La compagnie australienne Circa, qui fait maintenant un crochet par Montréal à chacune de ses créations, est passée maître dans le mélange des genres: danse, théâtre, cirque, musique, le directeur artistique Yaron Lifschitz trouve chaque fois dans cet éclectisme un terreau fertile cohérent pour lancer ses interprètes dans l'arène. Sans compromis.

Il y a un peu plus de deux ans, il a poussé l'audace en invitant sur scène un petit ensemble, qui a interprété des quatuors de Chostakovitch en se mêlant avec les artistes de cirque. Un défi relevé avec éclat. Cette fois, Circa nous propose une « épopée lyrique » inspirée de l'opéra Le retour d'Ulysse dans sa patrie de Claudio Monteverdi.

Ne cherchez pas ici de clowns ni de monocyclistes. Ce n'est pas la tasse de thé de Yaron Lifschitz. Regardez plutôt du côté cour, un baryton et une soprano ont été invités à la fête.

Le chorégraphe australien n'a sans doute jamais été aussi loin dans cette fusion entre musique classique et cirque. Il s'appuie sur un scénario épique, qui fait le récit du retour d'Ulysse après 20 ans de guerres et de péripéties (à Troie) et de ses retrouvailles difficiles avec son amoureuse, Pénélope.

Dans cette pièce plus sombre que les précédentes créations de la compagnie, le cirque et l'opéra se passent le témoin avec fluidité, intelligence, virtuosité.

Deux chanteurs mènent le bal, entourés d'excellents musiciens - piano, clavecin, violon, violoncelle, harpe. Les artistes de cirque et l'ensemble musical s'interpellent, se répondent, se mêlent harmonieusement. Parfois la musique prend le dessus, parfois elle s'efface au profit des interprètes de la scène.

Vu la place de l'opéra, le risque que le cirque soit décoratif était grand, me semble-t-il. Mais les deux disciplines parviennent à s'entremêler avec une jouissive langueur.

Circa réussit magistralement ce que toutes les compagnies de cirque contemporain rêvent de faire: créer des chorégraphies au service d'une dramaturgie forte.

Jamais vous ne vous demanderez: pourquoi ce numéro de sangles maintenant? Vous aurez plutôt l'impression qu'aucun autre numéro que celui-ci n'aurait pu être présenté à ce moment-là.
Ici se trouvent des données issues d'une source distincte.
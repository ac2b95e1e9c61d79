use std::sync::Arc;

use axum::{
    routing::{get, on},
    Extension, Json, Router,
};
use serde_json::{json, Value};
use tower_http::trace::TraceLayer;

use crate::{
    common::{route_not_found, METHOD_FILTER_ALL},
    hateoas,
    middleware::base_url::BaseUrl,
    WebState,
};

mod simulation;
mod timelines;

macro_rules! resource {
    ($($arg:tt)*) => {
        crate::api::resource!("/v1{}", format_args!($($arg)*))
    };
}
pub(crate) use resource;

pub(crate) fn routes(state: WebState) -> Router {
    Router::new()
        .route("/", get(index))
        .nest_service("/timeline", timelines::routes())
        .nest_service("/simulation", simulation::routes(state))
        .layer(TraceLayer::new_for_http())
        .fallback_service(on(METHOD_FILTER_ALL, route_not_found))
}

async fn index(Extension(base_url): Extension<Arc<BaseUrl>>) -> Json<hateoas::Response<Value>> {
    hateoas::Response::builder(json!({ "version": "v1" }), base_url)
        .link("timeline", timelines::resource!(""))
        .link("timelineSchema", timelines::resource!("/schema"))
        .link("simulationStatus", simulation::resource!("/status"))
        .build()
        .json()
}
use schemars::JsonSchema;
use serde::{Deserialize, Serialize};

pub use serde_with;
pub use utility::geo::Position;

pub mod route;
pub mod simulation;
pub mod timeline;

/// Default pace in minutes per kilometer (10 km/h).
pub const DEFAULT_PACE: f64 = 6.0;

pub trait ExampleData {
    fn example_data() -> Self;
}

#[derive(Debug, Clone, Copy, PartialEq, Serialize, Deserialize, JsonSchema)]
#[serde(rename_all = "camelCase")]
pub struct Coordinate {
    pub latitude: f64,
    pub longitude: f64,
}

impl Coordinate {
    pub fn new(latitude: f64, longitude: f64) -> Self {
        Self {
            latitude,
            longitude,
        }
    }

    pub fn is_finite(&self) -> bool {
        self.latitude.is_finite() && self.longitude.is_finite()
    }
}

impl From<Position> for Coordinate {
    fn from(position: Position) -> Self {
        Self::new(position[1], position[0])
    }
}

impl From<Coordinate> for Position {
    fn from(coordinate: Coordinate) -> Self {
        [coordinate.longitude, coordinate.latitude]
    }
}

impl ExampleData for Coordinate {
    fn example_data() -> Self {
        Self::new(30.259, 120.151)
    }
}
use itertools::Itertools;

pub const EARTH_RADIUS_M: f64 = 6_371_000.0;

/// A `[longitude, latitude]` pair in degrees (GeoJSON order).
pub type Position = [f64; 2];

fn to_radians(degrees: f64) -> f64 {
    degrees * std::f64::consts::PI / 180.0
}

pub fn longitude(position: &Position) -> f64 {
    position[0]
}

pub fn latitude(position: &Position) -> f64 {
    position[1]
}

pub fn is_finite(position: &Position) -> bool {
    position[0].is_finite() && position[1].is_finite()
}

/// Great-circle distance in meters between two positions.
/// Non-finite input yields `NaN`.
pub fn haversine_distance(a: &Position, b: &Position) -> f64 {
    let lat1_rad = to_radians(latitude(a));
    let lat2_rad = to_radians(latitude(b));

    let dlat = to_radians(latitude(b) - latitude(a));
    let dlon = to_radians(longitude(b) - longitude(a));

    let h = (dlat / 2.0).sin().powi(2)
        + lat1_rad.cos() * lat2_rad.cos() * (dlon / 2.0).sin().powi(2);
    let c = 2.0 * h.sqrt().atan2((1.0 - h).sqrt());

    EARTH_RADIUS_M * c
}

/// Length of a polyline in meters. 0 for less than two points.
pub fn polyline_length(points: &[Position]) -> f64 {
    points
        .iter()
        .tuple_windows()
        .map(|(a, b)| haversine_distance(a, b))
        .sum()
}

/// Running length at every vertex. The first entry is 0 and the last one
/// equals `polyline_length(points)`.
pub fn cumulative_lengths(points: &[Position]) -> Vec<f64> {
    let mut lengths = Vec::with_capacity(points.len());
    let mut total = 0.0;
    if !points.is_empty() {
        lengths.push(total);
    }
    for (a, b) in points.iter().tuple_windows() {
        total += haversine_distance(a, b);
        lengths.push(total);
    }
    lengths
}

/// Linear interpolation in coordinate space, `t` in `[0, 1]`.
pub fn interpolate(a: &Position, b: &Position, t: f64) -> Position {
    [
        longitude(a) + (longitude(b) - longitude(a)) * t,
        latitude(a) + (latitude(b) - latitude(a)) * t,
    ]
}
use std::sync::Arc;

use playback::{Dispatcher, LogSink, PlaybackConfig, ProviderSpec};
use web::{start_web_server, ServerConfig, WebState};

#[tokio::main]
async fn main() {
    env_logger::init();

    // dispatcher
    let playback_config = PlaybackConfig::from_env();
    log::debug!("playback config: {:?}", playback_config);
    let dispatcher =
        Dispatcher::new(Arc::new(LogSink), ProviderSpec::defaults(), playback_config).spawn();

    // web server
    let server_config = ServerConfig::from_env();
    if let Err(why) = start_web_server(server_config, WebState { dispatcher }).await {
        log::error!("web server stopped: {}", why);
    }
}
La part de l'opéra est si importante qu'on aurait souhaité voir apparaître les surtitres pour suivre l'histoire et encore mieux apprécier l'interprétation des artistes. À bon entendeur.

Cela dit, Circa réussit à créer des images puissantes. Notamment avec ces duos qui avancent en multipliant les contorsions, les yeux rivés vers une lumière. Car ce retour d'Ulysse est aussi une allusion au «départ» des nombreux migrants et déracinés forcés à l'exil qui font partie de notre actualité quotidienne. C'est très réussi.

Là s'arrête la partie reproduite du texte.